September 18, 2013

Soulful Silence

Last Saturday, the country celebrated Yom Kippur. I say ‘country’ because the entire nation feels the power of Yom Kippur. By law, TV and radio broadcasts are forbidden, the airports are closed, public transportation comes to a halt, and all businesses are shut down tight. No one is allowed to drive on any road except for emergency vehicles that sail past in silence, their lights flashing. On Yom Kippur, the country rests and contemplates.

The only other place where I have seen all-encompassing rest is Bali. I was once there during the Hindu national holiday of Nyepi. This is a day of silence and a time when the ‘island sleeps.’ People cook in advance and on Nyepi, no one leaves their homes or cooks–even tourists must stay in their hotels. There is also no broadcasting for 24 hours. The island and the Balinese rest in silence for a full day.

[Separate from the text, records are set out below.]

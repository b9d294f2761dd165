//! Platform, architecture and build-variant model, plus host detection.

use std::fmt;
use std::str::FromStr;

use serde::{Deserialize, Serialize};

use crate::Error;

/// Operating system family a binary is built for.
#[derive(Debug, Clone, Copy, PartialEq, Eq, Hash, PartialOrd, Ord, Serialize, Deserialize)]
#[serde(rename_all = "lowercase")]
pub enum Platform {
    Windows,
    Linux,
    Macos,
    Android,
}

impl Platform {
    pub const ALL: [Platform; 4] = [
        Platform::Windows,
        Platform::Linux,
        Platform::Macos,
        Platform::Android,
    ];

    pub const fn as_str(&self) -> &'static str {
        match self {
            Platform::Windows => "windows",
            Platform::Linux => "linux",
            Platform::Macos => "macos",
            Platform::Android => "android",
        }
    }

    /// Platform whose vendored helper binaries run on this one. Termux runs
    /// stock Linux executables.
    pub const fn asset_family(&self) -> Platform {
        match self {
            Platform::Android => Platform::Linux,
            other => *other,
        }
    }

    /// Maps a host OS identifier onto a platform. Hosts are only ever
    /// windows, linux or macos; android is reachable as a build target only.
    pub fn from_os(os: &str) -> Option<Platform> {
        match os.to_ascii_lowercase().as_str() {
            "windows" | "win32" => Some(Platform::Windows),
            "linux" | "android" => Some(Platform::Linux),
            "macos" | "darwin" => Some(Platform::Macos),
            _ => None,
        }
    }
}

impl fmt::Display for Platform {
    fn fmt(&self, f: &mut fmt::Formatter<'_>) -> fmt::Result {
        f.write_str(self.as_str())
    }
}

impl FromStr for Platform {
    type Err = Error;

    fn from_str(s: &str) -> Result<Self, Self::Err> {
        match s.to_ascii_lowercase().as_str() {
            "windows" | "win32" => Ok(Platform::Windows),
            "linux" => Ok(Platform::Linux),
            "macos" | "darwin" => Ok(Platform::Macos),
            "android" | "termux" => Ok(Platform::Android),
            _ => Err(Error::UnknownPlatform {
                name: s.to_string(),
            }),
        }
    }
}

#[derive(Debug, Clone, Copy, PartialEq, Eq, Hash, PartialOrd, Ord, Serialize, Deserialize)]
#[serde(rename_all = "lowercase")]
pub enum Arch {
    X64,
    Arm64,
}

impl Arch {
    pub const fn as_str(&self) -> &'static str {
        match self {
            Arch::X64 => "x64",
            Arch::Arm64 => "arm64",
        }
    }

    pub fn from_machine(arch: &str) -> Option<Arch> {
        match arch.to_ascii_lowercase().as_str() {
            "x86_64" | "x64" | "amd64" => Some(Arch::X64),
            "aarch64" | "arm64" => Some(Arch::Arm64),
            _ => None,
        }
    }
}

impl fmt::Display for Arch {
    fn fmt(&self, f: &mut fmt::Formatter<'_>) -> fmt::Result {
        f.write_str(self.as_str())
    }
}

/// Build flavor within one platform/arch pair: CPU baseline, libc or
/// sandboxed environment.
#[derive(Debug, Clone, Copy, PartialEq, Eq, Hash, PartialOrd, Ord, Serialize, Deserialize)]
#[serde(rename_all = "lowercase")]
pub enum Variant {
    Standard,
    Modern,
    Baseline,
    Musl,
    Termux,
}

impl Variant {
    pub const fn as_str(&self) -> &'static str {
        match self {
            Variant::Standard => "standard",
            Variant::Modern => "modern",
            Variant::Baseline => "baseline",
            Variant::Musl => "musl",
            Variant::Termux => "termux",
        }
    }
}

impl fmt::Display for Variant {
    fn fmt(&self, f: &mut fmt::Formatter<'_>) -> fmt::Result {
        f.write_str(self.as_str())
    }
}

/// The machine binforge itself runs on. Either half may be unrecognized.
#[derive(Debug, Clone, Copy, PartialEq, Eq)]
pub struct Host {
    pub platform: Option<Platform>,
    pub arch: Option<Arch>,
}

impl Host {
    pub fn detect() -> Self {
        Self::from_identifiers(std::env::consts::OS, std::env::consts::ARCH)
    }

    /// Builds a host from raw OS/arch identifiers, e.g. `("windows", "x86_64")`.
    pub fn from_identifiers(os: &str, arch: &str) -> Self {
        Self {
            platform: Platform::from_os(os),
            arch: Arch::from_machine(arch),
        }
    }
}

impl fmt::Display for Host {
    fn fmt(&self, f: &mut fmt::Formatter<'_>) -> fmt::Result {
        let platform = self.platform.map(|p| p.as_str()).unwrap_or("unknown");
        let arch = self.arch.map(|a| a.as_str()).unwrap_or("unknown");
        write!(f, "{platform}-{arch}")
    }
}

#[cfg(test)]
mod tests {
    use super::*;

    #[test]
    fn os_identifiers_map_onto_three_host_platforms() {
        assert_eq!(Platform::from_os("win32"), Some(Platform::Windows));
        assert_eq!(Platform::from_os("darwin"), Some(Platform::Macos));
        assert_eq!(Platform::from_os("linux"), Some(Platform::Linux));
        assert_eq!(Platform::from_os("android"), Some(Platform::Linux));
        assert_eq!(Platform::from_os("freebsd"), None);
    }

    #[test]
    fn machine_names_normalize() {
        assert_eq!(Arch::from_machine("x86_64"), Some(Arch::X64));
        assert_eq!(Arch::from_machine("AMD64"), Some(Arch::X64));
        assert_eq!(Arch::from_machine("aarch64"), Some(Arch::Arm64));
        assert_eq!(Arch::from_machine("riscv64"), None);
    }

    #[test]
    fn platform_parses_target_names() {
        assert_eq!("android".parse::<Platform>().unwrap(), Platform::Android);
        assert_eq!("MacOS".parse::<Platform>().unwrap(), Platform::Macos);
        assert!(matches!(
            "plan9".parse::<Platform>(),
            Err(Error::UnknownPlatform { .. })
        ));
    }

    #[test]
    fn android_uses_linux_assets() {
        assert_eq!(Platform::Android.asset_family(), Platform::Linux);
        assert_eq!(Platform::Windows.asset_family(), Platform::Windows);
    }

    #[test]
    fn host_display_marks_unknown_parts() {
        let host = Host::from_identifiers("haiku", "x86_64");
        assert_eq!(host.to_string(), "unknown-x64");
    }
}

I am not comparing Judaism to Hinduism, but on these holidays, both religions recognize the intrinsic need to stop being engaged in the physical and to contemplate the spiritual. 

This is a rare phenomenon in a frantic world of rings and beeps, honks and screeches, sirens and roaring jet engines. We are deafened by noise. It distracts our thoughts and blocks our souls. The silence of a sky freed from air traffic and of desolate highways awakens us and must also affect the natural world.

On Yom Kippur, aside from resting, most Israelis fast. An interesting survey made by BINA shows that 73% of the Israeli population fasts. And considering that 43% of Israelis are secular, this is remarkable.  When asked why, secular Israelis respond that they fast for reasons of solidarity for the Jewish people, for culture and for tradition.

The BINA survey also shows that the younger population is more likely to fast. Some 84% of Israeli aged 18 to 24 fasted, while 66% of Israelis over 36 years old fasted. Another interesting comment I read in conjunction with these results is that when secular Israelis are not coerced into religion, they are more likely to take it upon themselves.

I have been in Israel for eight Yom Kippur fasts and every year, I feel a strengthening in observance of this holiday. After Kol Nidre, hundreds of shuls in Ra’anana empty out and people stroll along the middle of the car-free main street. Many of these people are not religious and some come out with their bicycles for their annual “Yom Ofanayim” (bicycle day). Yet each year, I see fewer and fewer bicycles whipping past me.

Last Friday night, I saw a group of secular Israelis talking in the middle of the road when suddenly a car pulled onto the main street. It was not an emergency vehicle and no one knew why a car would possible be driving on this sacred night. The group stopped their conversation and stared coldly at the car as if it were trespassing the most severe law. It was a special moment of Jewish unity. 

The silence of this day is profound and helps uplift us. And when the sun sets, and the gates of the Neilah prayer close, people place their keys in the ignition, rev the accelerator and slide on their iPhones. The cacophony begins--until next year.